**Entries supplied**
//! Speech providers: turn one short chunk of text into audio bytes.
//!
//! [`SpeechProvider`] is the seam the synthesizer talks to. The shipped
//! implementation, [`GoogleTranslateTts`], calls the public Google Translate
//! text-to-speech endpoint, which answers with MP3 audio for inputs of at most
//! 200 characters. MP3 frames are self-delimiting, so the audio of
//! consecutive chunks can be concatenated byte-for-byte.

use crate::config::ConversionConfig;
use crate::error::ProviderError;
use async_trait::async_trait;
use std::time::Duration;
use tracing::debug;

/// Longest input the Google Translate endpoint accepts, in characters.
pub const GOOGLE_TTS_MAX_CHARS: usize = 200;

/// Produces audio for a single chunk of text.
#[async_trait]
pub trait SpeechProvider: Send + Sync {
    async fn synthesize_chunk(&self, chunk: &str, language: &str) -> Result<Vec<u8>, ProviderError>;
}

/// Google Translate TTS over HTTPS.
#[derive(Debug, Clone)]
pub struct GoogleTranslateTts {
    client: reqwest::Client,
    host: String,
    slow: bool,
    timeout_secs: u64,
}

impl GoogleTranslateTts {
    pub fn new(
        host: impl Into<String>,
        slow: bool,
        timeout_secs: u64,
    ) -> Result<Self, ProviderError> {
        let client = reqwest::Client::builder()
            .timeout(Duration::from_secs(timeout_secs))
            .build()
            .map_err(|e| ProviderError::Request(format!("HTTP client setup failed: {e}")))?;
        Ok(Self {
            client,
            host: host.into().trim_end_matches('/').to_string(),
            slow,
            timeout_secs,
        })
    }

    pub fn from_config(config: &ConversionConfig) -> Result<Self, ProviderError> {
        Self::new(config.tts_host.clone(), config.slow_speech, config.api_timeout_secs)
    }

    /// Build the `translate_tts` URL for one chunk.
    fn request_url(&self, chunk: &str, language: &str) -> Result<reqwest::Url, ProviderError> {
        let textlen = chunk.chars().count().to_string();
        let speed = if self.slow { "0.24" } else { "1" };
        reqwest::Url::parse_with_params(
            &format!("{}/translate_tts", self.host),
            &[
                ("ie", "UTF-8"),
                ("q", chunk),
                ("tl", language),
                ("total", "1"),
                ("idx", "0"),
                ("textlen", textlen.as_str()),
                ("client", "tw-ob"),
                ("prev", "input"),
                ("ttsspeed", speed),
            ],
        )
        .map_err(|e| ProviderError::Request(format!("invalid TTS host '{}': {e}", self.host)))
    }
}

#[async_trait]
impl SpeechProvider for GoogleTranslateTts {
    async fn synthesize_chunk(
        &self,
        chunk: &str,
        language: &str,
    ) -> Result<Vec<u8>, ProviderError> {
        if chunk.trim().is_empty() {
            return Err(ProviderError::Rejected("chunk is empty".into()));
        }
        let len = chunk.chars().count();
        if len > GOOGLE_TTS_MAX_CHARS {
            return Err(ProviderError::Rejected(format!(
                "{len} characters exceeds the {GOOGLE_TTS_MAX_CHARS}-character limit"
            )));
        }

        let url = self.request_url(chunk, language)?;
        let response = self.client.get(url).send().await.map_err(|e| {
            if e.is_timeout() {
                ProviderError::Request(format!("timed out after {}s", self.timeout_secs))
            } else {
                ProviderError::Request(e.to_string())
            }
        })?;

        let status = response.status();
        if !status.is_success() {
            return Err(ProviderError::Status {
                status: status.as_u16(),
            });
        }

        let bytes = response
            .bytes()
            .await
            .map_err(|e| ProviderError::Request(e.to_string()))?;
        debug!("TTS: {} chars → {} bytes of audio", len, bytes.len());
        Ok(bytes.to_vec())
    }
}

**Work to be completed**
Reproduce the listing above exactly as far as the line with "for one chunk.", that line included.

**Response**
//! Speech providers: turn one short chunk of text into audio bytes.
//!
//! [`SpeechProvider`] is the seam the synthesizer talks to. The shipped
//! implementation, [`GoogleTranslateTts`], calls the public Google Translate
//! text-to-speech endpoint, which answers with MP3 audio for inputs of at most
//! 200 characters. MP3 frames are self-delimiting, so the audio of
//! consecutive chunks can be concatenated byte-for-byte.

use crate::config::ConversionConfig;
use crate::error::ProviderError;
use async_trait::async_trait;
use std::time::Duration;
use tracing::debug;

/// Longest input the Google Translate endpoint accepts, in characters.
pub const GOOGLE_TTS_MAX_CHARS: usize = 200;

/// Produces audio for a single chunk of text.
#[async_trait]
pub trait SpeechProvider: Send + Sync {
    async fn synthesize_chunk(&self, chunk: &str, language: &str) -> Result<Vec<u8>, ProviderError>;
}

/// Google Translate TTS over HTTPS.
#[derive(Debug, Clone)]
pub struct GoogleTranslateTts {
    client: reqwest::Client,
    host: String,
    slow: bool,
    timeout_secs: u64,
}

impl GoogleTranslateTts {
    pub fn new(
        host: impl Into<String>,
        slow: bool,
        timeout_secs: u64,
    ) -> Result<Self, ProviderError> {
        let client = reqwest::Client::builder()
            .timeout(Duration::from_secs(timeout_secs))
            .build()
            .map_err(|e| ProviderError::Request(format!("HTTP client setup failed: {e}")))?;
        Ok(Self {
            client,
            host: host.into().trim_end_matches('/').to_string(),
            slow,
            timeout_secs,
        })
    }

    pub fn from_config(config: &ConversionConfig) -> Result<Self, ProviderError> {
        Self::new(config.tts_host.clone(), config.slow_speech, config.api_timeout_secs)
    }

    /// Build the `translate_tts` URL for one chunk.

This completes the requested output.